Children’s home based in Ulsoor, started in 1983. Now includes a completely free English medium school (LKG to 10th) as well as vocational school – open to home residents as well as neighboring families (within a 2 kilometer radius) on a need basis admission criteria. Has been associated with TTF since 2000.

LKG, UKG: teaching standards strongly associated with German teaching methods (founder is German, and they get volunteers from Germany occasionally to help teach).

KG-4th grade: 2 sections of 10 children each

5-8th grade: Each grade merged into 1 section

9th-10th grade: State syllabus

22 teachers; 193 students

Girls:Boys ratio of 7:3

Now trying to get certificate, due to RTE requirements around English medium schools. They have some problems getting it: Certification requirement that 10th grade have at least 25 students; more students have to be admitted etc.

Of the 22 teachers, 7 are new (have joined in the last year or will start soon). 14 have a B.Ed. degree. All the 15 ‘old’ teachers had participated earlier in a TTF program called Touchstone, which was a 1 year program with content largely similar to WST and Prerana. They still remember all the concepts and use it in class (Rashmi, TTF trainer who accompanied Anish, quizzed them). Especially for the teachers with no B.Ed., it was like a mini B.Ed. program.
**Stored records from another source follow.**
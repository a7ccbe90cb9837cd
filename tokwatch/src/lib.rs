//! Notifications for expiring and expired access tokens
//!
//! Clients holding an access token usually want to know shortly before it expires, so
//! that it can be renewed in the background, and again once it has expired, so that it
//! stops being used. Getting those notifications right is harder than arming a single
//! timer for the token's lifetime:
//!
//! * timers are delivered late when a process is suspended or a device sleeps, and
//! * the client's wall clock may be skewed relative to the authority that issued the token.
//!
//! This crate stores absolute expiration times and re-checks them against a pluggable
//! [`ClockSource`] on a short period, so a notification fires on the first check at or
//! after the expiration, however late that check happens to be.
//!
//! # General Flow
//!
//! ```
//! use std::sync::Arc;
//!
//! use tokwatch::{handler_fn, AccessToken, AccessTokenEvents, AccessTokenEventsConfig, TokenState};
//! use tokwatch_clock::DurationSecs;
//!
//! # #[tokio::main(flavor = "current_thread")]
//! # async fn main() {
//! let events = AccessTokenEvents::new(AccessTokenEventsConfig::new(DurationSecs(60)));
//!
//! events.add_access_token_expiring(Arc::new(handler_fn(|| {
//!     tracing::info!("access token expiring soon, time to renew");
//!     Ok(())
//! })));
//!
//! events.add_access_token_expired(Arc::new(|| async {
//!     tracing::warn!("access token expired");
//!     Ok::<_, tokwatch::HandlerError>(())
//! }));
//!
//! let token = TokenState::new(AccessToken::from_static("eyJhbGciOi…"), 3_600);
//! # let _: Result<(), std::convert::Infallible> =
//! events.load(&token).await;
//!
//! // When the token is discarded, pending notifications are cancelled.
//! events.unload();
//! # }
//! ```
//!
//! Notifications rely on tasks spawned onto the current tokio runtime.

#![cfg_attr(docsrs, feature(doc_cfg))]
#![warn(
    missing_docs,
    unused_import_braces,
    unused_imports,
    unused_qualifications
)]
#![deny(
    missing_debug_implementations,
    trivial_numeric_casts,
    unsafe_code,
    unused_must_use
)]

pub mod event;
mod events;
pub mod timer;
mod token;

pub use event::{
    handler_fn, Event, Handler, HandlerError, RaiseSummary, SharedHandler, Subscription,
};
pub use events::{AccessTokenEvents, AccessTokenEventsConfig};
pub use timer::Timer;
pub use token::{AccessToken, AccessTokenRef, TokenContainer, TokenState};
pub use tokwatch_clock::{Clock, ClockSource, DurationSecs, System, UnixTime};
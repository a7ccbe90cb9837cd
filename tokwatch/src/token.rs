//! The token holder consumed by [`AccessTokenEvents`][crate::AccessTokenEvents]

use std::fmt;

use aliri_braid::braid;
use serde::{Deserialize, Serialize};
use tokwatch_clock::UnixTime;

/// Writes at most `max_chars` characters of `token`, marking a cut with an ellipsis
fn write_prefix(token: &str, f: &mut fmt::Formatter, max_chars: usize) -> fmt::Result {
    if token.chars().count() <= max_chars {
        return f.write_str(token);
    }

    let kept: String = token.chars().take(max_chars.saturating_sub(1)).collect();
    f.write_str(&kept)?;
    f.write_str("…")
}

/// An access token
///
/// Only its presence matters when scheduling expiration events. The value is
/// redacted when formatted unless the alternate flag is used.
#[braid(serde, debug = "owned", display = "owned")]
pub struct AccessToken;

const REDACTED: &str = "***ACCESS TOKEN***";

impl fmt::Debug for AccessTokenRef {
    fn fmt(&self, f: &mut fmt::Formatter) -> fmt::Result {
        if f.alternate() {
            let max_chars = f.width().unwrap_or(15);
            write!(f, "\"")?;
            write_prefix(self.as_str(), f, max_chars)?;
            write!(f, "\"")
        } else {
            f.write_str(REDACTED)
        }
    }
}

impl fmt::Display for AccessTokenRef {
    fn fmt(&self, f: &mut fmt::Formatter) -> fmt::Result {
        match (f.alternate(), f.width()) {
            (true, Some(max_chars)) => write_prefix(self.as_str(), f, max_chars),
            (true, None) => f.write_str(self.as_str()),
            (false, _) => f.write_str(REDACTED),
        }
    }
}

/// Something holding an access token with a known remaining lifetime
pub trait TokenContainer {
    /// The access token, if one is held
    fn access_token(&self) -> Option<&AccessTokenRef>;

    /// Seconds until the access token expires, if known
    ///
    /// May be zero or negative for a token that has already expired.
    fn expires_in(&self) -> Option<i64>;
}

/// A snapshot of an access token and its remaining lifetime
#[derive(Clone, Debug, Default, PartialEq, Eq, Serialize, Deserialize)]
pub struct TokenState {
    /// The access token
    #[serde(default, skip_serializing_if = "Option::is_none")]
    pub access_token: Option<AccessToken>,

    /// Seconds until the access token expires
    #[serde(default, skip_serializing_if = "Option::is_none")]
    pub expires_in: Option<i64>,
}

impl TokenState {
    /// Constructs a snapshot for a token with `expires_in` seconds remaining
    pub fn new(access_token: impl Into<AccessToken>, expires_in: i64) -> Self {
        Self {
            access_token: Some(access_token.into()),
            expires_in: Some(expires_in),
        }
    }

    /// Constructs a snapshot for a token expiring at an absolute time, as of `now`
    pub fn expiring_at(
        access_token: impl Into<AccessToken>,
        expires_at: UnixTime,
        now: UnixTime,
    ) -> Self {
        Self::new(access_token, seconds_between(now, expires_at))
    }
}

fn seconds_between(from: UnixTime, to: UnixTime) -> i64 {
    let span = if to >= from { to - from } else { from - to };
    let magnitude = i64::try_from(span.0).unwrap_or(i64::MAX);
    if to >= from {
        magnitude
    } else {
        -magnitude
    }
}

impl TokenContainer for TokenState {
    fn access_token(&self) -> Option<&AccessTokenRef> {
        self.access_token.as_deref()
    }

    fn expires_in(&self) -> Option<i64> {
        self.expires_in
    }
}

#[cfg(test)]
mod tests {
    use color_eyre::Result;

    use super::*;

    #[test]
    fn access_token_is_redacted() {
        let owned = AccessToken::from_static("eyJhbGciOiJIUzI1NiJ9.payload.signature");
        let token: &AccessTokenRef = &owned;

        assert_eq!(format!("{}", token), "***ACCESS TOKEN***");
        assert_eq!(format!("{:?}", token), "***ACCESS TOKEN***");
        assert_eq!(format!("{:#?}", token), "\"eyJhbGciOiJIUz…\"");
        assert_eq!(format!("{:#5}", token), "eyJh…");
        assert_eq!(format!("{:#}", token), owned.as_str());
    }

    #[test]
    fn short_access_token_is_revealed_whole() {
        let owned = AccessToken::from_static("abc");
        let token: &AccessTokenRef = &owned;

        assert_eq!(format!("{:#?}", token), "\"abc\"");
        assert_eq!(format!("{:#3}", token), "abc");
    }

    #[test]
    fn expiring_at_counts_down_from_now() {
        let state = TokenState::expiring_at(
            AccessToken::from_static("token"),
            UnixTime(1_300),
            UnixTime(1_000),
        );
        assert_eq!(state.expires_in(), Some(300));
    }

    #[test]
    fn expiring_at_in_the_past_is_negative() {
        let state = TokenState::expiring_at(
            AccessToken::from_static("token"),
            UnixTime(990),
            UnixTime(1_000),
        );
        assert_eq!(state.expires_in(), Some(-10));
    }

    #[test]
    fn deserializes_partial_state() -> Result<()> {
        let state: TokenState = serde_json::from_str(r#"{ "access_token": "abc" }"#)?;

        assert_eq!(state.access_token().map(|t| t.as_str()), Some("abc"));
        assert_eq!(state.expires_in(), None);
        Ok(())
    }
}
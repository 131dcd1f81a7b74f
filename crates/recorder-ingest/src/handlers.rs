//! Endpoint handlers for the ingress server.
//!
//! # Endpoints
//!
//! | Method | Path | Description |
//! |--------|------|-------------|
//! | `POST` | `/events` | Record one event envelope idempotently |
//! | `GET` | `/healthz` | Liveness probe |

use std::sync::Arc;

use axum::Json;
use axum::extract::State;
use axum::response::IntoResponse;
use recorder_core::{Envelope, RecordReceipt};

use crate::error::IngestError;
use crate::state::AppState;

/// Record one event envelope.
///
/// Returns the `{status: ok, event_id}` receipt for both fresh inserts and
/// duplicate deliveries. Malformed payloads get a 400; store failures get a
/// 500 so the delivery system retries.
pub async fn record_event(
    State(state): State<Arc<AppState>>,
    Json(envelope): Json<Envelope>,
) -> Result<Json<RecordReceipt>, IngestError> {
    let receipt = state.recorder.record(&envelope).await?;
    Ok(Json(receipt))
}

/// Liveness probe.
pub async fn healthz() -> impl IntoResponse {
    Json(serde_json::json!({ "status": "up" }))
}
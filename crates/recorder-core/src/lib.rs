//! Domain types for the idempotent webhook event recorder.
//!
//! Webhook events arrive wrapped by the delivery infrastructure: the outer
//! [`Envelope`] carries the provider's event in its `detail` field plus a
//! delivery timestamp. This crate extracts the identifying fields from that
//! wrapper and builds the [`StoredRecord`] that the store layer persists.
//!
//! Everything here is pure: no I/O, no async, no store access. The
//! `recorder-store` crate owns the conditional-write side.
//!
//! # Modules
//!
//! - [`envelope`] -- the inbound event wrapper and safe field extraction
//! - [`record`] -- the persisted record shape and the caller-visible receipt
//! - [`error`] -- malformed-input errors

pub mod envelope;
pub mod error;
pub mod record;

// Re-export primary types for convenience.
pub use envelope::Envelope;
pub use error::RecordError;
pub use record::{ReceiptStatus, RecordReceipt, StoredRecord, UNKNOWN_EVENT_TYPE, UNKNOWN_OBJECT_ID};
//! Malformed-input errors for the recorder domain.
//!
//! A missing event id is fatal for the delivery: there is nothing to key
//! the record on, so the error carries the serialized detail payload for
//! quick diagnosis upstream. The recorder never retries this condition.

/// Errors raised while building a stored record from an envelope.
#[derive(Debug, thiserror::Error)]
pub enum RecordError {
    /// The envelope carried no usable event id (`detail.id` absent, empty,
    /// or not a string). The serialized detail is included so the malformed
    /// payload can be diagnosed from the error alone.
    #[error("missing event id in payload: {detail}")]
    MissingEventId {
        /// JSON serialization of the envelope's `detail` field.
        detail: String,
    },

    /// A serialization or deserialization error.
    #[error("serialization error: {0}")]
    Serialization(#[from] serde_json::Error),
}
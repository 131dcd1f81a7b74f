//! The idempotent event recorder.
//!
//! One linear operation per invocation: extract, build the record, attempt
//! one conditional insert, report. Duplicate deliveries are normalized to
//! the same success receipt as fresh inserts; every other store failure
//! propagates unmodified so the invoking infrastructure can apply its own
//! retry policy. The recorder itself never retries.

use recorder_core::{Envelope, RecordError, RecordReceipt, StoredRecord};

use crate::error::StoreError;
use crate::store::{EventStore, InsertOutcome};

/// Errors that can surface from [`Recorder::record`].
#[derive(Debug, thiserror::Error)]
pub enum RecorderError {
    /// The envelope is malformed (missing event id). Fatal for this
    /// delivery; not retried by the recorder.
    #[error("malformed event: {0}")]
    Malformed(#[from] RecordError),

    /// The store failed for a reason other than the duplicate-key
    /// condition. Propagated so the caller's retry mechanism can re-invoke.
    #[error("event store error: {0}")]
    Store(#[from] StoreError),
}

/// Records webhook events exactly once per event id.
///
/// Constructed once at startup with its store and reused across
/// invocations; holds no per-invocation state.
#[derive(Clone)]
pub struct Recorder {
    store: EventStore,
}

impl Recorder {
    /// Create a recorder backed by `store`.
    pub const fn new(store: EventStore) -> Self {
        Self { store }
    }

    /// Record one event envelope idempotently.
    ///
    /// Makes exactly one conditional write attempt. Returns the same
    /// `{status: ok, event_id}` receipt whether the record was freshly
    /// inserted or already present from an earlier delivery.
    ///
    /// # Errors
    ///
    /// Returns [`RecorderError::Malformed`] when `detail.id` is missing or
    /// empty (no write is attempted). Returns [`RecorderError::Store`] when
    /// the conditional write fails for any reason other than the key
    /// already existing.
    pub async fn record(&self, envelope: &Envelope) -> Result<RecordReceipt, RecorderError> {
        let record = StoredRecord::from_envelope(envelope)?;

        match self.store.put_if_absent(&record).await? {
            InsertOutcome::Inserted => {
                tracing::debug!(
                    event_id = %record.event_id,
                    event_type = %record.event_type,
                    "event recorded"
                );
            }
            InsertOutcome::AlreadyExists => {
                // Expected under at-least-once delivery; not a failure.
                tracing::debug!(
                    event_id = %record.event_id,
                    "duplicate delivery, record already present"
                );
            }
        }

        Ok(RecordReceipt::ok(record.event_id))
    }

    /// The backing store, for startup logging.
    pub const fn store(&self) -> &EventStore {
        &self.store
    }
}
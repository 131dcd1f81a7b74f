//! Integration tests for the ingress API endpoints.
//!
//! Tests use Axum's `Router` directly via `tower::ServiceExt` without
//! starting a TCP server, with the in-memory store behind the recorder so
//! no live services are needed.

#![allow(clippy::unwrap_used, clippy::indexing_slicing)]

use std::sync::Arc;

use axum::body::Body;
use axum::http::{Request, StatusCode, header};
use recorder_ingest::router::build_router;
use recorder_ingest::state::AppState;
use recorder_store::{EventStore, MemoryStore, Recorder};
use serde_json::Value;
use tower::ServiceExt;

fn make_router(store: MemoryStore) -> axum::Router {
    let recorder = Recorder::new(EventStore::Memory(store));
    build_router(Arc::new(AppState::new(recorder)))
}

fn post_event(body: &Value) -> Request<Body> {
    Request::post("/events")
        .header(header::CONTENT_TYPE, "application/json")
        .body(Body::from(body.to_string()))
        .unwrap()
}

async fn body_to_json(body: Body) -> Value {
    let bytes = axum::body::to_bytes(body, usize::MAX).await.unwrap();
    serde_json::from_slice(&bytes).unwrap()
}

fn full_envelope() -> Value {
    serde_json::json!({
        "detail": {
            "id": "evt_1",
            "type": "charge.succeeded",
            "data": { "object": { "id": "ch_1" } }
        },
        "time": "2024-01-01T00:00:00Z"
    })
}

// =========================================================================
// Tests
// =========================================================================

#[tokio::test]
async fn post_event_returns_ok_receipt() {
    let store = MemoryStore::new();
    let router = make_router(store.clone());

    let response = router.oneshot(post_event(&full_envelope())).await.unwrap();

    assert_eq!(response.status(), StatusCode::OK);
    let json = body_to_json(response.into_body()).await;
    assert_eq!(json, serde_json::json!({ "status": "ok", "event_id": "evt_1" }));
    assert_eq!(store.len().await, 1);
}

#[tokio::test]
async fn duplicate_post_returns_same_receipt() {
    let store = MemoryStore::new();
    let router = make_router(store.clone());

    let first = router
        .clone()
        .oneshot(post_event(&full_envelope()))
        .await
        .unwrap();
    let second = router.oneshot(post_event(&full_envelope())).await.unwrap();

    assert_eq!(first.status(), StatusCode::OK);
    assert_eq!(second.status(), StatusCode::OK);
    assert_eq!(
        body_to_json(second.into_body()).await,
        serde_json::json!({ "status": "ok", "event_id": "evt_1" })
    );
    assert_eq!(store.len().await, 1);
}

#[tokio::test]
async fn malformed_envelope_returns_400_and_writes_nothing() {
    let store = MemoryStore::new();
    let router = make_router(store.clone());

    let response = router
        .oneshot(post_event(&serde_json::json!({ "detail": {} })))
        .await
        .unwrap();

    assert_eq!(response.status(), StatusCode::BAD_REQUEST);
    let json = body_to_json(response.into_body()).await;
    assert_eq!(json["status"], 400);
    assert!(json["error"].as_str().unwrap().contains("missing event id"));
    assert!(store.is_empty().await);
}

#[tokio::test]
async fn store_failure_returns_500() {
    let router = make_router(MemoryStore::failing());

    let response = router.oneshot(post_event(&full_envelope())).await.unwrap();

    assert_eq!(response.status(), StatusCode::INTERNAL_SERVER_ERROR);
    let json = body_to_json(response.into_body()).await;
    assert_eq!(json["status"], 500);
}

#[tokio::test]
async fn healthz_is_up() {
    let router = make_router(MemoryStore::new());

    let response = router
        .oneshot(Request::get("/healthz").body(Body::empty()).unwrap())
        .await
        .unwrap();

    assert_eq!(response.status(), StatusCode::OK);
    let json = body_to_json(response.into_body()).await;
    assert_eq!(json, serde_json::json!({ "status": "up" }));
}
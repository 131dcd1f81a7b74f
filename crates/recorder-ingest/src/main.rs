//! Entry point for the ingress server binary.
//!
//! Wires logging, configuration, the store connection, and the HTTP
//! server together; all behavior lives in the `recorder_ingest` library.

use std::sync::Arc;

use tracing::info;
use tracing_subscriber::EnvFilter;

use recorder_ingest::config::IngestConfig;
use recorder_ingest::server::{ServerConfig, start_server};
use recorder_ingest::state::AppState;
use recorder_store::{DragonflyStore, EventStore, Recorder};

/// Application entry point.
///
/// Initializes logging, loads configuration from environment variables,
/// connects the store, then serves the ingress API until terminated.
///
/// # Errors
///
/// Returns an error if initialization or the server fails.
#[tokio::main]
async fn main() -> Result<(), Box<dyn std::error::Error>> {
    // Initialize structured logging
    tracing_subscriber::fmt()
        .with_env_filter(
            EnvFilter::try_from_default_env().unwrap_or_else(|_| EnvFilter::new("info")),
        )
        .with_target(true)
        .init();

    info!("recorder-ingest starting");

    // Load configuration from environment
    let config = IngestConfig::from_env()?;
    info!(
        namespace = config.event_namespace,
        host = config.host,
        port = config.port,
        "configuration loaded"
    );

    // Connect the event store; the handle is created once and reused
    // across invocations.
    let store = DragonflyStore::connect(&config.store_url, &config.event_namespace).await?;
    let recorder = Recorder::new(EventStore::Dragonfly(store));
    info!(store = recorder.store().name(), "event store ready");

    let state = Arc::new(AppState::new(recorder));

    let server_config = ServerConfig {
        host: config.host,
        port: config.port,
    };
    start_server(&server_config, state).await?;

    Ok(())
}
Also, some of their teachers will start on a couple different TTF programs in this year:

- 1 aimed at training ‘school coaches’, teachers who can train teachers – 2 of their teachers will participate

- Another a 3 day workshop (LiveWire) for all teachers: orientation right before the start of the school academic year

Recommendation:

Since most of their current teachers have already participated in a TTF program with largely similar content, they shouldn’t need to participate in Prerana again. It might be useful to restrict participation to the 7 new teachers (plus any others who might join later). As such, since the ideal Prerana batch size is ~20, they propose identifying interested teachers at neighboring schools and asking them to join the batch.